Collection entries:
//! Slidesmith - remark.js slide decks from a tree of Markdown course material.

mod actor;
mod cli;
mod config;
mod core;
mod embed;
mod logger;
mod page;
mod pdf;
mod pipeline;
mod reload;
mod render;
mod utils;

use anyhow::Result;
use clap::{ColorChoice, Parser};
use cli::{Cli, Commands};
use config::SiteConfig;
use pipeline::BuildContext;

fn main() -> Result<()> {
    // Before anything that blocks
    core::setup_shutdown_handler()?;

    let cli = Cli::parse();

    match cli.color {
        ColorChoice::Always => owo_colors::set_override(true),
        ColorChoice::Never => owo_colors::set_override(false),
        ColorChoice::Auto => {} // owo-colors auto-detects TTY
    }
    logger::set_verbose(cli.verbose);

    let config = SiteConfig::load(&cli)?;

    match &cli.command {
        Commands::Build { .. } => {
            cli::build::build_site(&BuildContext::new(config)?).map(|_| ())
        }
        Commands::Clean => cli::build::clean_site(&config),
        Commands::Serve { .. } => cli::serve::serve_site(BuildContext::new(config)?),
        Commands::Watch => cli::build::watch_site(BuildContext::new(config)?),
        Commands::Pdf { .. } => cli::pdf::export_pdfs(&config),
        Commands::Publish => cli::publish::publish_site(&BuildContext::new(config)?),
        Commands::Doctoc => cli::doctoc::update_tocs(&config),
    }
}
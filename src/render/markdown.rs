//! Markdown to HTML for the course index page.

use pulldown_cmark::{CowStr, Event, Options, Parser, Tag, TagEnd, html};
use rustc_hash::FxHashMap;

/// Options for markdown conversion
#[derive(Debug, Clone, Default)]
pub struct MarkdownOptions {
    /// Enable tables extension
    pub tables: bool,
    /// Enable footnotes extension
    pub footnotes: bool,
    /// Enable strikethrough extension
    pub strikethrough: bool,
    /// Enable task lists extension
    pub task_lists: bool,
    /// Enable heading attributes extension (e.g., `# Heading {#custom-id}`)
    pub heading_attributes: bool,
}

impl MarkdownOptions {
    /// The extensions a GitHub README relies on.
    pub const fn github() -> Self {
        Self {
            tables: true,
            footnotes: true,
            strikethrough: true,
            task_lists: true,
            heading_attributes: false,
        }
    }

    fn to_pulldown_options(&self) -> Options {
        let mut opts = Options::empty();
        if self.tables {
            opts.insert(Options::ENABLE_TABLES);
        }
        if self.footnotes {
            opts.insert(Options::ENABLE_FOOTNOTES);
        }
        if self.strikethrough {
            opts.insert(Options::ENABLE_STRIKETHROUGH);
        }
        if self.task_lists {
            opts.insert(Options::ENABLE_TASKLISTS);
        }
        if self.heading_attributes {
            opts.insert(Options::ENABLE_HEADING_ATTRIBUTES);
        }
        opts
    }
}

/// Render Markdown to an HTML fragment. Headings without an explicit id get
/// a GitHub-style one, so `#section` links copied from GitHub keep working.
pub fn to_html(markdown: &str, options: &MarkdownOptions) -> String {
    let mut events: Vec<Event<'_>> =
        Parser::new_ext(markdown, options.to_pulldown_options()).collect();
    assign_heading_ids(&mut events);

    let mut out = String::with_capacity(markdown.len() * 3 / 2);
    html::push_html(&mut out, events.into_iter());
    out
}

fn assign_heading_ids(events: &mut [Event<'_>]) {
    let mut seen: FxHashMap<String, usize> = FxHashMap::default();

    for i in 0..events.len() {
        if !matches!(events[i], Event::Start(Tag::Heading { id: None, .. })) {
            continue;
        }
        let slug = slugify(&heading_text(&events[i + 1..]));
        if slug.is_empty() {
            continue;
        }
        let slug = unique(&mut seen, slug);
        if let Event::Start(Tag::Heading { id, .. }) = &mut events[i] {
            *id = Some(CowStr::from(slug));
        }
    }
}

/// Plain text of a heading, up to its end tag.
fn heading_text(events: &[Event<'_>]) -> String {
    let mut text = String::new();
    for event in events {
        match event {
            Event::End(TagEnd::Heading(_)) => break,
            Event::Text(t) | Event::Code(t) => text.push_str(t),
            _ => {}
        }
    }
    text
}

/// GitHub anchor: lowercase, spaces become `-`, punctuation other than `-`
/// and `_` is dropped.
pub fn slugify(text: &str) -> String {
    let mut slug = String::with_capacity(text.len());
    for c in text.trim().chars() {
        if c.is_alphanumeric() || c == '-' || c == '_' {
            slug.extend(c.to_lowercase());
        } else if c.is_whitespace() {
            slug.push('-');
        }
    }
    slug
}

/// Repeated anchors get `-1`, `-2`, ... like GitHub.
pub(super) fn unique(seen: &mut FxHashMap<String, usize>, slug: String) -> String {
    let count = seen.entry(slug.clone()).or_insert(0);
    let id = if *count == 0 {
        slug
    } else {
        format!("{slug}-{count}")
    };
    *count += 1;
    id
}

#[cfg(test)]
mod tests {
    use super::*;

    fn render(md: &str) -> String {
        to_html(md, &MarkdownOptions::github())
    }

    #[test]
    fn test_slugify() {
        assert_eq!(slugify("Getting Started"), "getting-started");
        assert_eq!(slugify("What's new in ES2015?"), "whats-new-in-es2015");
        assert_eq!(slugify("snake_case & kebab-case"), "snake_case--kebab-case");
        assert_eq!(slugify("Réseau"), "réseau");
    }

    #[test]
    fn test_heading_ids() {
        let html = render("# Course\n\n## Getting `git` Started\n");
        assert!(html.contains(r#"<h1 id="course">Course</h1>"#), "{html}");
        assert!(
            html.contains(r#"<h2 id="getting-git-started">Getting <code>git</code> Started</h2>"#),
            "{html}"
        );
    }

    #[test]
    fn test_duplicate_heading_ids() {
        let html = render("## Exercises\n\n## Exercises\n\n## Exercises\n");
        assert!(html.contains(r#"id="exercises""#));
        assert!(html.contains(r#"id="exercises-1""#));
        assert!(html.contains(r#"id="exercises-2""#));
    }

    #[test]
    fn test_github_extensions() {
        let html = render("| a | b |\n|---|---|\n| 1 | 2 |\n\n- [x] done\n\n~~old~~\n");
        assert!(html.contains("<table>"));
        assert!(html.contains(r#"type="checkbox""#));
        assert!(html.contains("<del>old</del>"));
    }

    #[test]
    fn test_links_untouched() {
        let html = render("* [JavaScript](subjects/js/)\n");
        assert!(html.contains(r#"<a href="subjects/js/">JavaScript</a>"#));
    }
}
--
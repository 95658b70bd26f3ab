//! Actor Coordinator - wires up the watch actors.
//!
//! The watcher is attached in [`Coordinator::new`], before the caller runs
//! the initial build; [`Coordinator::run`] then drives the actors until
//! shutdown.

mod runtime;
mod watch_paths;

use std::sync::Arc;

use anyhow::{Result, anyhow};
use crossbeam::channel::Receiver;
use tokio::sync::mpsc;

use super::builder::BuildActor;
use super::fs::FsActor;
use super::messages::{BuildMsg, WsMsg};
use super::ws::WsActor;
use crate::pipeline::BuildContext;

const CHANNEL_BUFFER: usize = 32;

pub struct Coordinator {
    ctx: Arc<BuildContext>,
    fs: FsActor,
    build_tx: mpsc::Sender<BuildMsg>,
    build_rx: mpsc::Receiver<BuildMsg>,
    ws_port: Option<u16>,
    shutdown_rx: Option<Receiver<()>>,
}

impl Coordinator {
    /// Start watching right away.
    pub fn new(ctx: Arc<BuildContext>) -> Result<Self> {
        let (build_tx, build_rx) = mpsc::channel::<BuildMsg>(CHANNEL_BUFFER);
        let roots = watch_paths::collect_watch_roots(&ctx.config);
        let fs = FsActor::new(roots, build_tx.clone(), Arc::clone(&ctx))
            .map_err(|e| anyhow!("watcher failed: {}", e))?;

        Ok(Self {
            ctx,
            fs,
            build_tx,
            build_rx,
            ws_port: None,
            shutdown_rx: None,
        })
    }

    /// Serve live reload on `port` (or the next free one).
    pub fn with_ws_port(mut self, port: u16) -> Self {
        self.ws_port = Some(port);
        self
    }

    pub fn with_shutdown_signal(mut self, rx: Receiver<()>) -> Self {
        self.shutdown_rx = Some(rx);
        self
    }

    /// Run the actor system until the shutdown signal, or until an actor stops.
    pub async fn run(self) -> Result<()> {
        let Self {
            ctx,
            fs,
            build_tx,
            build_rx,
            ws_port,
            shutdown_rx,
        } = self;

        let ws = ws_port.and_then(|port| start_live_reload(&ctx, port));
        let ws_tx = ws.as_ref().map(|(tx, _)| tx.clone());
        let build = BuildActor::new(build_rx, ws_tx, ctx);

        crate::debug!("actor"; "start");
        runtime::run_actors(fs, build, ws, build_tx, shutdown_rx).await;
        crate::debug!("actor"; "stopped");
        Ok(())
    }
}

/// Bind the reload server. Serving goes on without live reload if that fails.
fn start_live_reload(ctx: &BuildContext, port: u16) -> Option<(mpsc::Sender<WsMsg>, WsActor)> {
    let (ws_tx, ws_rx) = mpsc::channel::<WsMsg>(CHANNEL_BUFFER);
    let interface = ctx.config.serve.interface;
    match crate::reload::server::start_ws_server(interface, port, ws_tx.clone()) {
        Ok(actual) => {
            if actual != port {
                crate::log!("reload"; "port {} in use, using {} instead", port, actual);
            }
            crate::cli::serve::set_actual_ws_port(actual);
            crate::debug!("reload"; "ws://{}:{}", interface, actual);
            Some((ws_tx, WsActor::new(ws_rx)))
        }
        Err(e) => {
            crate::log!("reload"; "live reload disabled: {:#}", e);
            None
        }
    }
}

#### WHAT THE TASK REQUIRES:
Copy every line in the data above that has the string "Commands" in it.

#### ANSWER SPACE:
use cli::{Cli, Commands};
        Commands::Build { .. } => {
        Commands::Clean => cli::build::clean_site(&config),
        Commands::Serve { .. } => cli::serve::serve_site(BuildContext::new(config)?),
        Commands::Watch => cli::build::watch_site(BuildContext::new(config)?),
        Commands::Pdf { .. } => cli::pdf::export_pdfs(&config),
        Commands::Publish => cli::publish::publish_site(&BuildContext::new(config)?),
        Commands::Doctoc => cli::doctoc::update_tocs(&config),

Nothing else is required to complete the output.